▶ **Work to be completed**: Work through the records that follow and return each line containing the word "services".

————————

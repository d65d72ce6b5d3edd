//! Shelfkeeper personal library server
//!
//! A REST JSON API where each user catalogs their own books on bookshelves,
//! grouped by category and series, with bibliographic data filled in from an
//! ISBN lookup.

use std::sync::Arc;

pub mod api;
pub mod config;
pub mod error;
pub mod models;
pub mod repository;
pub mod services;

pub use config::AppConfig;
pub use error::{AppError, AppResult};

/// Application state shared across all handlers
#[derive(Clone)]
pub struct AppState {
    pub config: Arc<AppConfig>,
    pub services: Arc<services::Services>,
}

————————

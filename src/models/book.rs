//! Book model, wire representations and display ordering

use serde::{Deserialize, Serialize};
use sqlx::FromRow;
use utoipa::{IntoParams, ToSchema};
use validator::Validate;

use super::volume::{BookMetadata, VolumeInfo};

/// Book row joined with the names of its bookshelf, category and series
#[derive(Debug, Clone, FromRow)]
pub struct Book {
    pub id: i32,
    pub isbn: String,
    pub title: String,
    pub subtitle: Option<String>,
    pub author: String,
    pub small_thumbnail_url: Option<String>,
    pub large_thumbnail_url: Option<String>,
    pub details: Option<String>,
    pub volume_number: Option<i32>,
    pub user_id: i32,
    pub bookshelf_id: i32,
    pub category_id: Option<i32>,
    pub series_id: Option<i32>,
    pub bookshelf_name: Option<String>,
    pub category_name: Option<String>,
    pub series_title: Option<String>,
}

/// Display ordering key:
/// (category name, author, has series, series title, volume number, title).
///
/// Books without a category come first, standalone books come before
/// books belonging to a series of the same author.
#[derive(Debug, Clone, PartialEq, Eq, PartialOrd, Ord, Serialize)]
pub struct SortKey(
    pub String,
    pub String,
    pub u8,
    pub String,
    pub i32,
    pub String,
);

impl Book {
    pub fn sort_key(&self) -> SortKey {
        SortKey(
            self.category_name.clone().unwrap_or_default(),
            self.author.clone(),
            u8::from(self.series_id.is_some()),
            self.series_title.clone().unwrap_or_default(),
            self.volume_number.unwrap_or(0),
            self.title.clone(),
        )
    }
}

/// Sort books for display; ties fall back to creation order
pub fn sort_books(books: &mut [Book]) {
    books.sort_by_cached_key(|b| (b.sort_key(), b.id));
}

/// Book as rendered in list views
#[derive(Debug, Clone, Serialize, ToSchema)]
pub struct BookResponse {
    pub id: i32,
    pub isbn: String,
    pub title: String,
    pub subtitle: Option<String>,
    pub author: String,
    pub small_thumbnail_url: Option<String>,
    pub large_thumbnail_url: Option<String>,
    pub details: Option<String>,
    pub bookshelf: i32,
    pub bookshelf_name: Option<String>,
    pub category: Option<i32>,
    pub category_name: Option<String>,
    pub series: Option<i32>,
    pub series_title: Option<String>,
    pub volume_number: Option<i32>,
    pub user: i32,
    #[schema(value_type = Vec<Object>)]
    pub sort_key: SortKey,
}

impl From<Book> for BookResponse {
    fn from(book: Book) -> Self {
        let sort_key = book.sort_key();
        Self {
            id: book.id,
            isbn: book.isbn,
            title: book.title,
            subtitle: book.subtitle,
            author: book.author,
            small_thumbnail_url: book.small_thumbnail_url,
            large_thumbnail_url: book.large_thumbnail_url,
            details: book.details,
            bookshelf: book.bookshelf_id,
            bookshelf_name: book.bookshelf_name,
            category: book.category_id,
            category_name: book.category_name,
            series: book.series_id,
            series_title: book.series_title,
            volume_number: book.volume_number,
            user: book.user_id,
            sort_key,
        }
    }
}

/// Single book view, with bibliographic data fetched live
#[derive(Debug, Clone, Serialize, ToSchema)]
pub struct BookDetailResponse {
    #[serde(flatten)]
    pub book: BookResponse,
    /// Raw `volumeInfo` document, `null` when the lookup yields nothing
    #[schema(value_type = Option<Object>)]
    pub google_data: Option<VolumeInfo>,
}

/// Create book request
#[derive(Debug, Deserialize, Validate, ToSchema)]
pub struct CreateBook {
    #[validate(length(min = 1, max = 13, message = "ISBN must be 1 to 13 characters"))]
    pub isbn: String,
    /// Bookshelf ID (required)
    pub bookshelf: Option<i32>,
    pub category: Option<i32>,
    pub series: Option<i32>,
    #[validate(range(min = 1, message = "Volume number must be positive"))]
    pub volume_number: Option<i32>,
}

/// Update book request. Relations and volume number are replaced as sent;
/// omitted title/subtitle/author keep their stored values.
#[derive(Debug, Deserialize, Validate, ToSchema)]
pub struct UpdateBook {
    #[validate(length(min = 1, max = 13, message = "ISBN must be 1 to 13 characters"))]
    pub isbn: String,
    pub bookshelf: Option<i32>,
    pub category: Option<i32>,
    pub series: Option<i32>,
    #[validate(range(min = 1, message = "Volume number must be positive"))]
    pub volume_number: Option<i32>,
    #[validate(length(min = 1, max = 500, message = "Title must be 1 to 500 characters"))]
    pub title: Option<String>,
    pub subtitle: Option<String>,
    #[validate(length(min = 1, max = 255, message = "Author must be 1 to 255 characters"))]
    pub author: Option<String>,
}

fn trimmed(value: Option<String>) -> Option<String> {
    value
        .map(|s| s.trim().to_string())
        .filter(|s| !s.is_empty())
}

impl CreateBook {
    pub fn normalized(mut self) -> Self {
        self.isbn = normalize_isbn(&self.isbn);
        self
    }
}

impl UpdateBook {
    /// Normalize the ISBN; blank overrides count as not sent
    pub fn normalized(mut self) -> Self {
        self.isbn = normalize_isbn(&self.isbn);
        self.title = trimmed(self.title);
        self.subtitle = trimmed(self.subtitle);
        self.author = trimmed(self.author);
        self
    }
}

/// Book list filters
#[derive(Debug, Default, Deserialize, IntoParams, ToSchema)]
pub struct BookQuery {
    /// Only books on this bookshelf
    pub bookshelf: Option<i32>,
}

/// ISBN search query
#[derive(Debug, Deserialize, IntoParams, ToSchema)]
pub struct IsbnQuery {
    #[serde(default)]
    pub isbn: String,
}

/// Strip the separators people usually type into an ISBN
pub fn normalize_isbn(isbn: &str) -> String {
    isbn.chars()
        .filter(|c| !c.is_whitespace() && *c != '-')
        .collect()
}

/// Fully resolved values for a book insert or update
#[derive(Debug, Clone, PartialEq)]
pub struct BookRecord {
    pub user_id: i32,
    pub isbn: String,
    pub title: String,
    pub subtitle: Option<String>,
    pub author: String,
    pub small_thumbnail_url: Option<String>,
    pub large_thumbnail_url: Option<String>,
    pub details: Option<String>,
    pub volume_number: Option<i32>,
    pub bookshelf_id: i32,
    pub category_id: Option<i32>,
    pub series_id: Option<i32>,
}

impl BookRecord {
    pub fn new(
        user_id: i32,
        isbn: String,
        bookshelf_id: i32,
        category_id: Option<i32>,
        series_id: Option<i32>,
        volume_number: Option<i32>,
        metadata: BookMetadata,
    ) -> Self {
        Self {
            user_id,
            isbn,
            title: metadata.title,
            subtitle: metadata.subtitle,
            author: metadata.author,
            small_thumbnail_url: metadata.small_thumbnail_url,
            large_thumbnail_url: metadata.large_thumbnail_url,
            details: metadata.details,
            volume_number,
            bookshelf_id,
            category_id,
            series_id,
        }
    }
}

————————

▶ **Your response**:
pub mod services;
    pub services: Arc<services::Services>,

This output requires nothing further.